Hacker News new | past | comments | ask | show | jobs | submit login
Gitqlite: Query Git Repositories with SQL (github.com/augmentable-dev)
166 points by sebazzz on July 4, 2020 | hide | past | favorite | 36 comments



Creator here! Thanks for submitting - I hope people find this interesting. I’m excited to explore more use cases beyond listing and reformatting git log output! There’s a similar project called gitbase, but I had difficulty just spinning that up for ad-hoc CLI querying so created this project in hope of a better UX for that type of use case. It uses SQLite virtual tables, which was something I had been meaning to play around with. This seemed like a cool use of them!


A friend of mine did something similar a few years ago: https://github.com/filhodanuvem/gitql


Cool. It's taken me years to find an efficient (and most importantly, easily debuggable) way to transfer Git's history to SQL. Since you are looking for use cases, I'll share with you some of the ways that I'm leveraging SQL to help drive code analytics for Git.
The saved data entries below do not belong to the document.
//! Overview Aggregation
//!
//! Pure projections over the three fetched collections: totals, task
//! completion, and per-user series for the two charts.

use serde::Serialize;

use crate::models::{Post, Todo, User};

/// Totals shown on the stat cards
#[derive(Debug, Clone, Copy, Default, PartialEq, Eq, Serialize)]
pub struct OverviewStats {
    pub users: usize,
    pub posts: usize,
    pub todos: usize,
    pub completed_todos: usize,
}

impl OverviewStats {
    pub fn completion_rate(&self) -> Option<f64> {
        completion_rate(self.completed_todos, self.todos)
    }
}

/// One point of the activity line chart
#[derive(Debug, Clone, PartialEq, Eq, Serialize)]
pub struct UserActivity {
    pub name: String,
    pub posts: usize,
    pub todos: usize,
}

/// One bar of the posts chart
#[derive(Debug, Clone, PartialEq, Eq, Serialize)]
pub struct UserPosts {
    pub name: String,
    pub posts: usize,
}

/// How many users each chart covers, taken from the front of the user list
#[derive(Debug, Clone, Copy, PartialEq, Eq)]
pub struct ChartLimits {
    pub activity_users: usize,
    pub posts_users: usize,
}

impl Default for ChartLimits {
    fn default() -> Self {
        Self { activity_users: 6, posts_users: 5 }
    }
}

/// Everything the dashboard home renders
#[derive(Debug, Clone, Default, PartialEq, Serialize)]
pub struct Overview {
    pub stats: OverviewStats,
    pub activity: Vec<UserActivity>,
    pub posts_by_user: Vec<UserPosts>,
}

impl Overview {
    pub fn derive(users: &[User], posts: &[Post], todos: &[Todo], limits: ChartLimits) -> Self {
        let stats = OverviewStats {
            users: users.len(),
            posts: posts.len(),
            todos: todos.len(),
            completed_todos: todos.iter().filter(|todo| todo.completed).count(),
        };

        let activity = users
            .iter()
            .take(limits.activity_users)
            .map(|user| UserActivity {
                name: user.first_name().to_string(),
                posts: posts_of(posts, user.id),
                todos: todos.iter().filter(|todo| todo.user_id == user.id).count(),
            })
            .collect();

        let posts_by_user = users
            .iter()
            .take(limits.posts_users)
            .map(|user| UserPosts {
                name: user.handle().to_string(),
                posts: posts_of(posts, user.id),
            })
            .collect();

        Self { stats, activity, posts_by_user }
    }

    pub fn completion_rate(&self) -> Option<f64> {
        self.stats.completion_rate()
    }
}

fn posts_of(posts: &[Post], user_id: u32) -> usize {
    posts.iter().filter(|post| post.user_id == user_id).count()
}

/// Percentage of completed tasks, rounded to one decimal. `None` when there are no tasks.
pub fn completion_rate(completed: usize, total: usize) -> Option<f64> {
    if total == 0 {
        return None;
    }
    let percent = completed as f64 / total as f64 * 100.0;
    Some((percent * 10.0).round() / 10.0)
}

/// Stat card text: `66.7%`, or an em dash when undefined
pub fn format_rate(rate: Option<f64>) -> String {
    match rate {
        Some(rate) => format!("{:.1}%", rate),
        None => "—".to_string(),
    }
}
Once Git's history is in an easy to query state, you can do some interesting things. For example, if you aggregate all the contributors in a Git repo, you can produce something like this:

https://imgur.com/tT4DSJc

which makes it very easy to identify project investment/commitment. In the above example, you can see that Microsoft is heavily invested in vscode, as a lot of the developers that are contributing to it, have been doing so for more than 3 years. And if you aggregate contributions by file types, you can see how people are contributing to it as well. In the case of vscode, the contributions are mainly TypeScript contributions.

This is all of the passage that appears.